The finance industry has a term called the 100-Day Moving Average which traders use to evaluate both individual stocks and the market as a whole. What is President’s Trumps 100-Day Moving Average when it comes to the economy? You can base this off emotion and headlines, or, like any trader worth their portfolio, you can base it off of data. When we look at the actual numbers, it is clear that President Trump has enjoyed a tremendously successful first hundred days in office.
Look at the stock market, which functions as a general barometer of where people think the economy is headed. When Trump took office, the benchmark Dow, S&P 500, and NASDAQ indexes are up 6.12%, 5.32%, and 9.16%, respectively.
Stocks are but one measure of the market, so let us look at another – jobs. According to the Bureau of Labor Statistics, the unemployment rate dropped to 4.5% in March, the last month for which data is available. However, President Trump has frequently dismissed the headline unemployment numbers as an inaccurate portrayal of the actual health of the labor pool. He instead favors total employment, which in March stood at 63.0%. The December number was 62.7%. In other words, over 561,000 more people are working since the year started until the end of March.
How about the overall economy? The fine folks at the Bureau of Economic Analysis at the U.S. Department of Commerce put together a first quarter gross domestic product (GDP) report which measures the overall size of the economy. According to them, the GDP increased by an annual rate of 0.7% in the first quarter, following a 2.1% increase in the fourth quarter of 2016.
Looking at several other economic indicators, it is clear that the economy is on the upswing. Over the past couple months, new residential sales numbers have climbed, manufacturing and trade inventories and sales have increased, and construction spending is up. The Conference Board Consumer Confidence Index® has risen by 7% from the end of January to the end of April. Average hourly earnings have increased over the past one hundred days as well.
Even the executive actions taken by the president have some numbers backing their efficacy. Since his inauguration, President Trump has signed a plethora of Congressional Review Acts and Executive Orders designed to lift the burden of job-killing regulation on the nation’s industry. A quick check of employment in these sectors shows that these actions are already having their intended effect: putting Americans back to work. Mining, construction, and manufacturing job numbers are all rising.
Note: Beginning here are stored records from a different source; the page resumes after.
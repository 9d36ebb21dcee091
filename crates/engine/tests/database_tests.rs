//! Integration tests for Database open, commit and reset
//!
//! These tests verify:
//! - Creating and reopening durable databases
//! - Encrypted bundles
//! - Whole-database resets
//! - Journal-relative timestamps

use gink_core::{Behavior, Muid, UserKey};
use gink_engine::{
    Container, Contents, Database, Directory, GinkConfig, KeySet, Sequence, CONFIG_FILE_NAME, NOW,
    STARTING_CHAIN,
};
use tempfile::TempDir;

#[test]
fn test_database_lifecycle() {
    let temp_dir = TempDir::new().unwrap();
    let db_path = temp_dir.path().join("lifecycle_test");

    // Phase 1: create and write
    let first_chain = {
        let db = Database::open(&db_path).expect("Failed to open database");
        let root = Directory::arche(&db);
        root.set("user:1", "Alice", None).unwrap();
        root.set("user:2", "Bob", None).unwrap();
        db.chain().unwrap()
    };
    assert!(db_path.join(CONFIG_FILE_NAME).exists());

    // Phase 2: reopen, data is still there
    let db = Database::open(&db_path).expect("Failed to reopen database");
    let root = Directory::arche(&db);
    assert_eq!(root.get("user:1", NOW).unwrap(), Some(Contents::from("Alice")));
    assert_eq!(root.size(NOW).unwrap(), 2);

    // this process is still alive, so its old chain is not taken over
    root.set("user:3", "Carol", None).unwrap();
    assert_ne!(db.chain().unwrap(), first_chain);
    let starts = db
        .log(-20)
        .unwrap()
        .into_iter()
        .filter(|a| a.comment.as_deref() == Some(STARTING_CHAIN))
        .count();
    assert_eq!(starts, 2);
}

#[test]
fn test_config_file_is_respected() {
    let temp_dir = TempDir::new().unwrap();
    let db_path = temp_dir.path().join("configured");
    std::fs::create_dir_all(&db_path).unwrap();
    std::fs::write(
        db_path.join(CONFIG_FILE_NAME),
        "identity = \"ops@cluster\"\n[store]\nretain_entries = false\n",
    )
    .unwrap();

    let db = Database::open(&db_path).unwrap();
    assert_eq!(db.identity(), "ops@cluster");
    assert!(!db.store().get_retentions().unwrap().entries);

    let root = Directory::arche(&db);
    root.set("k", 1, None).unwrap();
    root.set("k", 2, None).unwrap();
    assert_eq!(root.get("k", NOW).unwrap(), Some(Contents::from(2)));
}

#[test]
fn test_bad_config_fails_open() {
    let temp_dir = TempDir::new().unwrap();
    let db_path = temp_dir.path().join("broken");
    std::fs::create_dir_all(&db_path).unwrap();
    std::fs::write(db_path.join(CONFIG_FILE_NAME), "[store]\nmap_size = 10\n").unwrap();
    assert!(matches!(
        Database::open(&db_path),
        Err(gink_core::Error::ConfigError(_))
    ));
}

#[test]
fn test_explicit_config_is_not_written() {
    let temp_dir = TempDir::new().unwrap();
    let db_path = temp_dir.path().join("explicit");
    let db = Database::builder()
        .path(&db_path)
        .config(GinkConfig::default())
        .open()
        .unwrap();
    assert_eq!(db.data_dir(), Some(db_path.as_path()));
    assert!(!db_path.join(CONFIG_FILE_NAME).exists());
}

#[test]
fn test_encrypted_bundles_still_apply() {
    let db = Database::builder().symmetric_key([7u8; 32]).open().unwrap();
    let root = Directory::arche(&db);
    root.set("secret", "sauce", None).unwrap();
    assert_eq!(root.get("secret", NOW).unwrap(), Some(Contents::from("sauce")));

    let latest = db.store().get_bundle_info(-1).unwrap().unwrap();
    let wrapper = db
        .store()
        .get_one_bundle(latest.timestamp, latest.medallion)
        .unwrap()
        .unwrap();
    assert!(wrapper.builder().encrypted.is_some());
    assert!(wrapper.builder().changes.is_empty());
}

#[test]
fn test_reset_everything() {
    let db = Database::in_memory().unwrap();
    let root = Directory::arche(&db);
    let tags = KeySet::arche(&db);
    root.set("a", 1, None).unwrap();
    tags.add("blue", None).unwrap();
    let mark = db.now();

    root.set("a", 2, None).unwrap();
    root.set("b", 3, None).unwrap();
    tags.add("green", None).unwrap();
    tags.discard("blue", None).unwrap();

    let changes = db.reset(mark, None).unwrap();
    assert!(changes > 0);
    assert_eq!(root.items(NOW).unwrap(), vec![(UserKey::from("a"), Contents::from(1))]);
    let keys: Vec<_> = tags.keys(NOW).unwrap().into_iter().collect();
    assert_eq!(keys, vec![UserKey::from("blue")]);

    // resetting to the current state changes nothing
    assert_eq!(db.reset(NOW, None).unwrap(), 0);
}

#[test]
fn test_reset_into_open_bundle() {
    let db = Database::in_memory().unwrap();
    let root = Directory::arche(&db);
    root.set("x", "old", None).unwrap();
    let mark = db.now();
    root.set("x", "new", None).unwrap();

    let mut bundler = db.start_bundle("undo");
    let count = root.reset(mark, None, false, Some(&mut bundler)).unwrap();
    assert_eq!(count, bundler.len());
    assert_eq!(root.get("x", NOW).unwrap(), Some(Contents::from("new")));
    db.commit(bundler).unwrap();
    assert_eq!(root.get("x", NOW).unwrap(), Some(Contents::from("old")));
}

#[test]
fn test_nested_containers_reset_recursively() {
    let db = Database::in_memory().unwrap();
    let root = Directory::arche(&db);
    let child = Directory::create(&db, None).unwrap();
    root.set("child", child.muid(), None).unwrap();
    child.set("leaf", "green", None).unwrap();
    let mark = db.now();
    child.set("leaf", "brown", None).unwrap();

    root.reset(mark, None, true, None).unwrap();
    assert_eq!(child.get("leaf", NOW).unwrap(), Some(Contents::from("green")));
}

#[test]
fn test_journal_indexes_as_timestamps() {
    let db = Database::in_memory().unwrap();
    let seq = Sequence::arche(&db);
    seq.append("one", None).unwrap();
    seq.append("two", None).unwrap();
    seq.append("three", None).unwrap();
    assert_eq!(seq.size(-1).unwrap(), 2);
    assert_eq!(seq.size(-2).unwrap(), 1);
    assert_eq!(seq.size(-3).unwrap(), 0);
}

#[test]
fn test_bundler_groups_container_creation() {
    let db = Database::in_memory().unwrap();
    let mut bundler = db.start_bundle("setup");
    let dir = Directory::create(&db, Some(&mut bundler)).unwrap();
    dir.set("ready", true, Some(&mut bundler)).unwrap();
    Directory::arche(&db).set("config", dir.muid(), Some(&mut bundler)).unwrap();
    let info = db.commit(bundler).unwrap();

    let created = Muid::create(&info, Some(&dir.muid().to_builder()));
    let opened = Directory::open(&db, created).unwrap();
    assert_eq!(opened.get("ready", NOW).unwrap(), Some(Contents::from(true)));
    assert_eq!(
        Directory::arche(&db).get("config", NOW).unwrap(),
        Some(Contents::Container(created))
    );
    assert_eq!(db.store().get_container(created).unwrap().unwrap().behavior, Behavior::Directory as i32);
}
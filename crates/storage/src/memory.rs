//! MemoryBackend: in-process tables over BTreeMaps
//!
//! This module implements [`Backend`] using:
//! - one `BTreeMap<Vec<u8>, Vec<u8>>` per [`Table`] for ordered byte keys
//! - `parking_lot::RwLock` for thread-safe access
//! - an undo log so a dropped writer leaves no trace
//!
//! # Design Notes
//!
//! - **Readers share the lock**: any number of readers proceed together; the
//!   writer holds the lock exclusively for the whole transaction
//! - **Rollback by undo**: each mutation records the prior row; the log is
//!   replayed backwards when a writer is dropped uncommitted
//! - **Nothing survives the process**: use the LMDB backend for durability

use std::collections::BTreeMap;
use std::ops::{Bound, ControlFlow};

use parking_lot::{RwLock, RwLockReadGuard, RwLockWriteGuard};

use gink_core::Result;

use crate::kv::{is_empty_range, Backend, Direction, ReadTxn, Table, Visitor, WriteTxn};

type Rows = BTreeMap<Vec<u8>, Vec<u8>>;

/// In-memory tables shared behind a single lock.
#[derive(Debug)]
pub struct MemoryBackend {
    tables: RwLock<Vec<Rows>>,
}

impl MemoryBackend {
    /// Create empty tables.
    pub fn new() -> Self {
        Self {
            tables: RwLock::new(Table::ALL.iter().map(|_| Rows::new()).collect()),
        }
    }
}

impl Default for MemoryBackend {
    fn default() -> Self {
        Self::new()
    }
}

impl Backend for MemoryBackend {
    type Read<'a> = MemoryRead<'a>;
    type Write<'a> = MemoryWrite<'a>;

    fn read_txn(&self) -> Result<MemoryRead<'_>> {
        Ok(MemoryRead {
            tables: self.tables.read(),
        })
    }

    fn write_txn(&self) -> Result<MemoryWrite<'_>> {
        Ok(MemoryWrite {
            tables: self.tables.write(),
            undo: Vec::new(),
            committed: false,
        })
    }

    fn kind(&self) -> &'static str {
        "memory"
    }
}

// =============================================================================
// Transactions
// =============================================================================

fn walk_rows(
    rows: &Rows,
    lower: Bound<&[u8]>,
    upper: Bound<&[u8]>,
    direction: Direction,
    visit: &mut Visitor<'_>,
) -> Result<()> {
    if is_empty_range(lower, upper) {
        return Ok(());
    }
    let range = rows.range::<[u8], _>((lower, upper));
    match direction {
        Direction::Forward => {
            for (k, v) in range {
                if visit(k, v)?.is_break() {
                    break;
                }
            }
        }
        Direction::Reverse => {
            for (k, v) in range.rev() {
                if visit(k, v)?.is_break() {
                    break;
                }
            }
        }
    }
    Ok(())
}

/// Reader holding the shared lock.
pub struct MemoryRead<'a> {
    tables: RwLockReadGuard<'a, Vec<Rows>>,
}

impl ReadTxn for MemoryRead<'_> {
    fn get(&self, table: Table, key: &[u8]) -> Result<Option<Vec<u8>>> {
        Ok(self.tables[table.index()].get(key).cloned())
    }

    fn walk(
        &self,
        table: Table,
        lower: Bound<&[u8]>,
        upper: Bound<&[u8]>,
        direction: Direction,
        visit: &mut Visitor<'_>,
    ) -> Result<()> {
        walk_rows(&self.tables[table.index()], lower, upper, direction, visit)
    }
}

/// Prior state of a row touched by the writer.
struct Undo {
    table: Table,
    key: Vec<u8>,
    prior: Option<Vec<u8>>,
}

/// Writer holding the exclusive lock.
pub struct MemoryWrite<'a> {
    tables: RwLockWriteGuard<'a, Vec<Rows>>,
    undo: Vec<Undo>,
    committed: bool,
}

impl ReadTxn for MemoryWrite<'_> {
    fn get(&self, table: Table, key: &[u8]) -> Result<Option<Vec<u8>>> {
        Ok(self.tables[table.index()].get(key).cloned())
    }

    fn walk(
        &self,
        table: Table,
        lower: Bound<&[u8]>,
        upper: Bound<&[u8]>,
        direction: Direction,
        visit: &mut Visitor<'_>,
    ) -> Result<()> {
        walk_rows(&self.tables[table.index()], lower, upper, direction, visit)
    }
}

impl WriteTxn for MemoryWrite<'_> {
    fn put(&mut self, table: Table, key: &[u8], value: &[u8]) -> Result<()> {
        let prior = self.tables[table.index()].insert(key.to_vec(), value.to_vec());
        self.undo.push(Undo {
            table,
            key: key.to_vec(),
            prior,
        });
        Ok(())
    }

    fn delete(&mut self, table: Table, key: &[u8]) -> Result<bool> {
        match self.tables[table.index()].remove(key) {
            Some(prior) => {
                self.undo.push(Undo {
                    table,
                    key: key.to_vec(),
                    prior: Some(prior),
                });
                Ok(true)
            }
            None => Ok(false),
        }
    }

    fn clear(&mut self, table: Table) -> Result<()> {
        let rows = std::mem::take(&mut self.tables[table.index()]);
        self.undo.extend(rows.into_iter().map(|(key, prior)| Undo {
            table,
            key,
            prior: Some(prior),
        }));
        Ok(())
    }

    fn commit(mut self) -> Result<()> {
        self.committed = true;
        self.undo.clear();
        Ok(())
    }
}

impl Drop for MemoryWrite<'_> {
    fn drop(&mut self) {
        if self.committed {
            return;
        }
        while let Some(Undo { table, key, prior }) = self.undo.pop() {
            let rows = &mut self.tables[table.index()];
            match prior {
                Some(value) => {
                    rows.insert(key, value);
                }
                None => {
                    rows.remove(&key);
                }
            }
        }
    }
}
While the forecast for the future is always uncertain, the verdict for the past one hundred days, economically speaking, is a resounding success. Today, more people are employed, earning more money, in a larger and more robust economy than when President Trump took office. In many cases, his rhetoric alone has been enough to accomplish this feat. When his policies start to really kick in and he signs his heavier legislation, expect even more growth and prosperity.